Discipline et autonomie
Car c’est bien là le principal enjeu du management digital, utiliser ces technologies pour organiser le travail différemment de façon à être plus efficace. La plate-forme Link d’OCP qui rappelons-le est une solution digitale globale, place de marché jusqu’à l’animation des relations avec les patients dispose précisément d’un volet consacré au management. La fonctionnalité « mon équipe » permet d’organiser le travail quotidien de l’ensemble des collaborateurs en digitalisant un certain nombre de tâches, à commencer par le « cahier de liaison » : l’ensemble des membres d’une équipe est au courant de ce qui a été fait, de ce qu’il y a à faire, l’information ne se perd plus comme souvent dans une communication orale. « Le pharmacien crée une gestion de tâche en trois clics, cela peut être lié au rangement du frigo, au recyclage et bien d’autres activités », explique Bénédicte Bourgoin. « Chacun sait où il en est et quand une tâche n’a pas été menée jusqu’au bout pour une raison ou pour une autre, l’information est transmise à une autre personne qui va s’en charger. » Autre aspect de ce volet management, la gestion de planning, visualisable par tout le monde : les congés, les absences, l’agenda de l’officine, ses différents rendez-vous avec les laboratoires, les groupements, les patients…

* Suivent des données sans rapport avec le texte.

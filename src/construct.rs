//! Per-class construction expressions.
//!
//! Constructing an object does more than produce an expression: evaluating
//! `[]`, a function source or `new Error('x')` leaves properties behind.
//! Each rule records those artifacts as believed state, pre-marks the ones
//! that already match the current object, and schedules deletions for the
//! ones the current object no longer has.

use crate::dumper::{Cursor, Dumper};
use crate::error::Result;
use crate::heap::{
    Attributes, FunctionKind, ObjectClass, ObjectId, PropertyDescriptor, ScopeId, Value,
    ERROR_CONSTRUCTORS,
};
use crate::literal::{self, FunctionShape};
use crate::selector::Part;
use crate::sub_dumper::{Components, Do, ObjectDumperId, SubDumper};

impl<'h> Dumper<'h> {
    /// Expression creating a fresh copy of the uncreated object `od`, or
    /// `None` (after a warning) if its class cannot be rebuilt here.
    pub(crate) fn construct(&mut self, cursor: &Cursor, od: ObjectDumperId) -> Result<Option<String>> {
        let obj = self.object(od).obj;
        let constructed = match self.heap.class(obj) {
            ObjectClass::Object => Some(self.construct_object(cursor, od)),
            ObjectClass::Array => Some(self.construct_array(cursor, od)),
            ObjectClass::Function(FunctionKind::Closure { source, scope }) => {
                Some(self.construct_closure(cursor, od, &source, scope)?)
            }
            ObjectClass::Function(FunctionKind::Native) => {
                self.warn(cursor, &format!("cannot rebuild native function object#{}", obj.0))?;
                None
            }
            ObjectClass::Date(ms) => Some(self.construct_date(cursor, od, ms)),
            ObjectClass::RegExp { source, flags } => {
                Some(self.construct_regexp(cursor, od, &source, &flags))
            }
            ObjectClass::Error => Some(self.construct_error(cursor, od)),
            ObjectClass::WeakMap => {
                let proto = self.heap.builtin("WeakMap.prototype");
                self.finish_construction(cursor, od, proto);
                Some("new WeakMap()".to_string())
            }
            ObjectClass::Arguments { scope } => self.construct_arguments(cursor, od, scope)?,
        };
        if constructed.is_some() {
            tracing::trace!(object = obj.0, "constructed");
        }
        Ok(constructed)
    }

    /// Records what creation leaves in place: the believed prototype, the
    /// cursor's permissions as owner, and a fresh extensible object.
    fn finish_construction(&mut self, cursor: &Cursor, od: ObjectDumperId, proto: Option<ObjectId>) {
        let obj = self.object(od).obj;
        let actual_proto = self.heap.prototype(obj);
        let actual_owner = self.heap.owner(obj);
        let dumper = self.object_mut(od);
        dumper.proto = Some(proto);
        dumper.owner = cursor.perms;
        dumper.extensible = true;
        if proto == actual_proto {
            dumper.raise(&Part::Prototype, Do::DONE);
        }
        if cursor.perms == actual_owner {
            dumper.raise(&Part::Owner, Do::DONE);
        }
    }

    /// Records a property that construction creates as `created`. If the
    /// current object has the same property the binding starts at
    /// `matched`; a differing one starts lower, and a missing one is
    /// scheduled for deletion.
    fn expect_artifact(
        &mut self,
        od: ObjectDumperId,
        key: &str,
        created: PropertyDescriptor,
        matched: Do,
    ) {
        let obj = self.object(od).obj;
        let actual = self.heap.own_property(obj, key);
        let dumper = self.object_mut(od);
        dumper.attributes.insert(key.to_string(), created.attributes);
        let Some(actual) = actual else {
            dumper.deletions.push(key.to_string());
            return;
        };
        let level = if !actual.value.same_value(&created.value) {
            Do::Decl
        } else if actual.attributes == created.attributes {
            matched
        } else {
            Do::Set
        };
        dumper.raise(&Part::name(key), level);
    }

    fn construct_object(&mut self, cursor: &Cursor, od: ObjectDumperId) -> String {
        let obj = self.object(od).obj;
        let object_prototype = self.heap.builtin("Object.prototype");
        let (expr, believed) = match self.heap.prototype(obj) {
            None => ("Object.create(null)".to_string(), None),
            Some(proto) if Some(proto) == object_prototype => ("{}".to_string(), object_prototype),
            Some(proto) => {
                let pd = self.object_dumper(proto);
                match self.object_selector(cursor, pd) {
                    Some(selector) => (format!("Object.create({})", selector.to_expr()), Some(proto)),
                    None => ("{}".to_string(), object_prototype),
                }
            }
        };
        self.finish_construction(cursor, od, believed);
        expr
    }

    fn construct_array(&mut self, cursor: &Cursor, od: ObjectDumperId) -> String {
        let obj = self.object(od).obj;
        let proto = self.heap.builtin("Array.prototype");
        self.finish_construction(cursor, od, proto);

        let next_index = self
            .heap
            .own_keys(obj)
            .iter()
            .filter(|key| literal::is_array_index(key))
            .filter_map(|key| key.parse::<f64>().ok())
            .fold(0.0, |next: f64, index| next.max(index + 1.0));
        // Assigning the indices leaves length one past the highest of them.
        let implied = PropertyDescriptor::new(Value::Number(next_index), Attributes::HIDDEN);
        self.expect_artifact(od, "length", implied, Do::Recurse);
        "[]".to_string()
    }

    fn construct_closure(
        &mut self,
        cursor: &Cursor,
        od: ObjectDumperId,
        source: &str,
        scope: ScopeId,
    ) -> Result<String> {
        let obj = self.object(od).obj;
        if scope != cursor.scope {
            self.warn(
                cursor,
                &format!(
                    "closure scope mismatch: object#{} closes over scope #{}, not scope #{}",
                    obj.0, scope.0, cursor.scope.0
                ),
            )?;
        }
        let shape = literal::function_shape(source).unwrap_or(FunctionShape {
            name: None,
            params: 0,
            arrow: false,
        });
        let proto = self.heap.builtin("Function.prototype");
        self.finish_construction(cursor, od, proto);

        let length = Value::Number(shape.params as f64);
        self.expect_artifact(
            od,
            "length",
            PropertyDescriptor::new(length, Attributes::FUNCTION_META),
            Do::Recurse,
        );
        let name = Value::Str(shape.name.clone().unwrap_or_default());
        self.expect_artifact(
            od,
            "name",
            PropertyDescriptor::new(name, Attributes::FUNCTION_META),
            Do::Set,
        );

        if !shape.arrow {
            let dumper = self.object_mut(od);
            dumper
                .attributes
                .insert("prototype".to_string(), Attributes::HIDDEN);
            match self.heap.own_property(obj, "prototype") {
                None => self.object_mut(od).deletions.push("prototype".to_string()),
                Some(actual) => {
                    let adopted = match actual.value {
                        Value::Object(p) if actual.attributes == Attributes::HIDDEN => {
                            self.adopt_prototype(cursor, od, p)
                        }
                        _ => false,
                    };
                    let level = if adopted { Do::Set } else { Do::Decl };
                    self.object_mut(od).raise(&Part::name("prototype"), level);
                }
            }
        }
        Ok(source.to_string())
    }

    /// Treats the object evaluating the function creates as `.prototype`
    /// as the current `p`, when `p` is an ordinary object nothing else has
    /// created or referenced yet.
    fn adopt_prototype(&mut self, cursor: &Cursor, f: ObjectDumperId, p: ObjectId) -> bool {
        let pd = self.object_dumper(p);
        let candidate = self.object(pd);
        if candidate.is_created() || candidate.reference.is_some() || !candidate.referrers.is_empty()
        {
            return false;
        }
        let object_prototype = self.heap.builtin("Object.prototype");
        if self.heap.class(p) != ObjectClass::Object || self.heap.prototype(p) != object_prototype {
            return false;
        }

        self.finish_construction(cursor, pd, object_prototype);
        let f_obj = self.object(f).obj;
        self.expect_artifact(
            pd,
            "constructor",
            PropertyDescriptor::new(Value::Object(f_obj), Attributes::METHOD),
            Do::DONE,
        );
        let via = Components::object(f, Part::name("prototype"));
        self.note_reference(&Value::Object(p), &via);
        true
    }

    fn construct_date(&mut self, cursor: &Cursor, od: ObjectDumperId, ms: f64) -> String {
        let proto = self.heap.builtin("Date.prototype");
        self.finish_construction(cursor, od, proto);
        match literal::iso_date(ms) {
            Some(iso) => format!("new Date({})", literal::quote(&iso)),
            None => format!("new Date({})", literal::number(ms)),
        }
    }

    fn construct_regexp(&mut self, cursor: &Cursor, od: ObjectDumperId, source: &str, flags: &str) -> String {
        let proto = self.heap.builtin("RegExp.prototype");
        self.finish_construction(cursor, od, proto);

        let fixed = [
            ("source", Value::from(source)),
            ("global", Value::Bool(flags.contains('g'))),
            ("ignoreCase", Value::Bool(flags.contains('i'))),
            ("multiline", Value::Bool(flags.contains('m'))),
        ];
        for (key, value) in fixed {
            self.expect_artifact(
                od,
                key,
                PropertyDescriptor::new(value, Attributes::NONE),
                Do::Recurse,
            );
        }
        self.expect_artifact(
            od,
            "lastIndex",
            PropertyDescriptor::new(Value::Number(0.0), Attributes::HIDDEN),
            Do::Recurse,
        );

        let body = if source.is_empty() { "(?:)" } else { source };
        format!("/{}/{}", body, flags)
    }

    fn construct_error(&mut self, cursor: &Cursor, od: ObjectDumperId) -> String {
        let obj = self.object(od).obj;
        let actual_proto = self.heap.prototype(obj);
        let known = actual_proto
            .and_then(|proto| self.heap.builtin_name(proto))
            .and_then(|name| {
                let ctor = name.strip_suffix(".prototype")?.to_string();
                ERROR_CONSTRUCTORS.contains(&ctor.as_str()).then_some(ctor)
            });
        // An unknown prototype is fixed up later by setPrototypeOf.
        let (constructor, proto) = match known {
            Some(ctor) => (ctor, actual_proto),
            None => ("Error".to_string(), self.heap.builtin("Error.prototype")),
        };
        self.finish_construction(cursor, od, proto);

        let message = self
            .heap
            .own_property(obj, "message")
            .filter(|pd| pd.attributes == Attributes::METHOD)
            .and_then(|pd| match pd.value {
                Value::Str(s) => Some(s),
                _ => None,
            });
        let args = match &message {
            Some(text) => {
                self.expect_artifact(
                    od,
                    "message",
                    PropertyDescriptor::new(Value::from(text.as_str()), Attributes::METHOD),
                    Do::DONE,
                );
                literal::quote(text)
            }
            None => String::new(),
        };

        // The replayed stack never matches, so it is always rewritten or
        // deleted.
        let dumper = self.object_mut(od);
        dumper.attributes.insert("stack".to_string(), Attributes::METHOD);
        if self.heap.own_property(obj, "stack").is_some() {
            self.object_mut(od).raise(&Part::name("stack"), Do::Decl);
        } else {
            self.object_mut(od).deletions.push("stack".to_string());
        }

        format!("new {}({})", constructor, args)
    }

    fn construct_arguments(
        &mut self,
        cursor: &Cursor,
        od: ObjectDumperId,
        scope: ScopeId,
    ) -> Result<Option<String>> {
        let obj = self.object(od).obj;
        if scope != cursor.scope {
            self.warn(
                cursor,
                &format!(
                    "arguments object#{} belongs to scope #{} and cannot be referenced from scope #{}",
                    obj.0, scope.0, cursor.scope.0
                ),
            )?;
            return Ok(None);
        }
        let proto = self.heap.prototype(obj);
        self.finish_construction(cursor, od, proto);
        for key in self.heap.own_keys(obj) {
            if let Some(actual) = self.heap.own_property(obj, &key) {
                let dumper = self.object_mut(od);
                dumper.attributes.insert(key.clone(), actual.attributes);
                dumper.raise(&Part::Name(key), Do::Decl);
            }
        }
        Ok(Some("arguments".to_string()))
    }
}
//! Embedding generation
//!
//! This module provides an abstraction over embedding models with:
//! - A trait for different embedding backends
//! - An HTTP backend speaking the OpenAI embeddings protocol

mod http_backend;

pub use http_backend::*;

use crate::config::Config;
use crate::error::Result;
use async_trait::async_trait;

/// Trait for embedding providers
#[async_trait]
pub trait Embedder: Send + Sync {
    /// Embed a batch of texts
    async fn embed(&self, texts: Vec<String>) -> Result<Vec<Vec<f32>>>;

    /// Get the embedding dimension
    fn dimension(&self) -> usize;

    /// Get the model name
    fn model_name(&self) -> &str;
}

/// Create an embedder based on configuration
pub fn create_embedder(config: &Config) -> Result<Box<dyn Embedder>> {
    let embedder = HttpEmbedder::new(config)?;
    Ok(Box::new(embedder))
}

/// Embed a single text
pub async fn embed_one(embedder: &dyn Embedder, text: &str) -> Result<Vec<f32>> {
    let mut embeddings = embedder.embed(vec![text.to_string()]).await?;
    embeddings.pop().ok_or_else(|| {
        crate::error::Error::Embedding("Backend returned no embedding".to_string())
    })
}

#[cfg(test)]
pub(crate) mod testing {
    //! Deterministic embedder for tests

    use super::Embedder;
    use crate::error::{Error, Result};
    use crate::vector::normalize;
    use async_trait::async_trait;
    use std::collections::HashMap;
    use std::sync::atomic::{AtomicUsize, Ordering};

    /// Returns fixed vectors for registered texts and a blake3-derived unit
    /// vector for anything else.
    pub struct FakeEmbedder {
        dimension: usize,
        fixed: HashMap<String, Vec<f32>>,
        fail_containing: Option<String>,
        calls: AtomicUsize,
    }

    impl FakeEmbedder {
        pub fn new(dimension: usize) -> Self {
            Self {
                dimension,
                fixed: HashMap::new(),
                fail_containing: None,
                calls: AtomicUsize::new(0),
            }
        }

        pub fn with(mut self, text: &str, vector: Vec<f32>) -> Self {
            self.fixed.insert(text.to_string(), vector);
            self
        }

        /// Fail any batch containing a text with this substring
        pub fn failing_on(mut self, needle: &str) -> Self {
            self.fail_containing = Some(needle.to_string());
            self
        }

        pub fn calls(&self) -> usize {
            self.calls.load(Ordering::SeqCst)
        }

        fn hashed(&self, text: &str) -> Vec<f32> {
            let mut hasher = blake3::Hasher::new();
            hasher.update(text.as_bytes());
            let mut reader = hasher.finalize_xof();
            let mut bytes = vec![0u8; self.dimension];
            reader.fill(&mut bytes);
            let raw: Vec<f32> = bytes.iter().map(|b| *b as f32 / 127.5 - 1.0).collect();
            normalize(&raw)
        }
    }

    #[async_trait]
    impl Embedder for FakeEmbedder {
        async fn embed(&self, texts: Vec<String>) -> Result<Vec<Vec<f32>>> {
            self.calls.fetch_add(1, Ordering::SeqCst);
            if let Some(ref needle) = self.fail_containing {
                if texts.iter().any(|t| t.contains(needle.as_str())) {
                    return Err(Error::Embedding(format!("refusing to embed '{}'", needle)));
                }
            }
            Ok(texts
                .iter()
                .map(|t| self.fixed.get(t).cloned().unwrap_or_else(|| self.hashed(t)))
                .collect())
        }

        fn dimension(&self) -> usize {
            self.dimension
        }

        fn model_name(&self) -> &str {
            "fake"
        }
    }
}

#[cfg(test)]
mod tests {
    use super::testing::FakeEmbedder;
    use super::*;

    #[tokio::test]
    async fn test_embed_one() {
        let embedder = FakeEmbedder::new(8);
        let a = embed_one(&embedder, "držba").await.unwrap();
        let b = embed_one(&embedder, "držba").await.unwrap();
        assert_eq!(a.len(), 8);
        assert_eq!(a, b);
    }
}
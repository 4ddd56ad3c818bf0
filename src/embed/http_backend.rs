use super::Embedder;
use crate::config::Config;
use crate::embedding_backend::EmbeddingBackendClient;
use crate::error::{Error, Result};
use async_trait::async_trait;

pub struct HttpEmbedder {
    client: EmbeddingBackendClient,
    model_id: String,
    dimension: usize,
    batch_size: usize,
}

impl HttpEmbedder {
    pub fn new(config: &Config) -> Result<Self> {
        let embedding = &config.embedding;
        let client = EmbeddingBackendClient::new(
            &embedding.url,
            config.embedding_api_key(),
            embedding.timeout_secs,
            embedding.retries,
        )?;
        Ok(Self {
            client,
            model_id: embedding.model.clone(),
            dimension: embedding.dimension,
            batch_size: embedding.batch_size.max(1),
        })
    }

    fn validate_dimensions(&self, embeddings: &[Vec<f32>]) -> Result<()> {
        if let Some(mismatch) = embeddings.iter().find(|vec| vec.len() != self.dimension) {
            return Err(Error::Embedding(format!(
                "Embedding dimension mismatch for model '{}': expected {}, got {}",
                self.model_id,
                self.dimension,
                mismatch.len()
            )));
        }
        Ok(())
    }
}

#[async_trait]
impl Embedder for HttpEmbedder {
    async fn embed(&self, texts: Vec<String>) -> Result<Vec<Vec<f32>>> {
        if texts.is_empty() {
            return Ok(Vec::new());
        }

        let mut embeddings = Vec::with_capacity(texts.len());
        for batch in texts.chunks(self.batch_size) {
            embeddings.extend(self.client.embed_text(&self.model_id, batch.to_vec()).await?);
        }
        self.validate_dimensions(&embeddings)?;
        Ok(embeddings)
    }

    fn dimension(&self) -> usize {
        self.dimension
    }

    fn model_name(&self) -> &str {
        &self.model_id
    }
}

#[cfg(test)]
mod tests {
    use super::*;
    use serde_json::json;
    use wiremock::matchers::{method, path};
    use wiremock::{Mock, MockServer, ResponseTemplate};

    fn config_for(url: &str, dimension: usize) -> Config {
        let mut config = Config::default();
        config.embedding.url = url.to_string();
        config.embedding.dimension = dimension;
        config.embedding.retries = 0;
        config.embedding.api_key_env = "PRECEDENT_TEST_UNSET_KEY".to_string();
        config
    }

    #[tokio::test]
    async fn test_rejects_wrong_dimension() {
        let mock_server = MockServer::start().await;
        Mock::given(method("POST"))
            .and(path("/v1/embeddings"))
            .respond_with(
                ResponseTemplate::new(200)
                    .set_body_json(json!({"data": [{"embedding": [0.1, 0.2]}]})),
            )
            .mount(&mock_server)
            .await;

        let embedder = HttpEmbedder::new(&config_for(&mock_server.uri(), 3)).unwrap();
        let err = embedder
            .embed(vec!["§ 1089".to_string()])
            .await
            .expect_err("dimension mismatch should fail");
        assert!(err.to_string().contains("dimension mismatch"));
    }

    #[tokio::test]
    async fn test_empty_input_skips_backend() {
        let embedder = HttpEmbedder::new(&config_for("http://127.0.0.1:9", 3)).unwrap();
        assert!(embedder.embed(Vec::new()).await.unwrap().is_empty());
    }
}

Le digital impose ainsi un cadre, une discipline proche de ce que les pharmacies qui se sont engagées dans des process de qualité en vue d’une certification connaissent, avec tout ce que cela comporte de travail dans l’identification des problèmes et la préparation au changement. Or, ces nouvelles contraintes peuvent être mal vécues, d’autant que, paradoxalement, l’usage des technologies numériques amène une façon plus collaborative de travailler, plus transversale, et plus d’autonomie aussi. Il ne faudrait pas que se produisent des phénomènes qu’ont connu certaines entreprises qui se sont engagées dans de tels process tout en maintenant un cadre rigide de sanctions, l’autonomie devenant insécurité. Les pharmacies sont moins menacées, leurs équipes sont de taille réduite, tout le monde se connaît, mais c’est quand même un risque. « Le digital responsabilise beaucoup, il ne doit pas être un outil de sanction », commente Bénédicte Bourgoin. D’où la nécessité de réfléchir à la conduite du changement. L’OCP propose une formation dédiée, Link4you, pour aider les équipes à s’habituer à la plate-forme Link et aux nouveaux usages qu’elle implique. Une formation en six points, qui fait une sorte d’état des lieux, identifie les enjeux, travaille sur un plan d’action afin de susciter une véritable dynamique. La motivation concerne chacun des membres d’une équipe, personne ne doit être laissé en plan. La conduite du changement ne suffit sans doute pas – elle est limitée dans le temps -, aussi Marie-Hélène Gauthey milite-t-elle pour la formation en ligne, qui permet de maintenir à niveau ses compétences dans la durée. « Le présentiel ne suffit pas à former les pharmaciens dans le cadre d’une transformation globale de l’officine, le e-learning est bien adapté », souligne-t-elle. D’autant que ce type de prestation se démocratise largement, « dix mille officines y ont accès de façon régulière », ajoute-t-elle.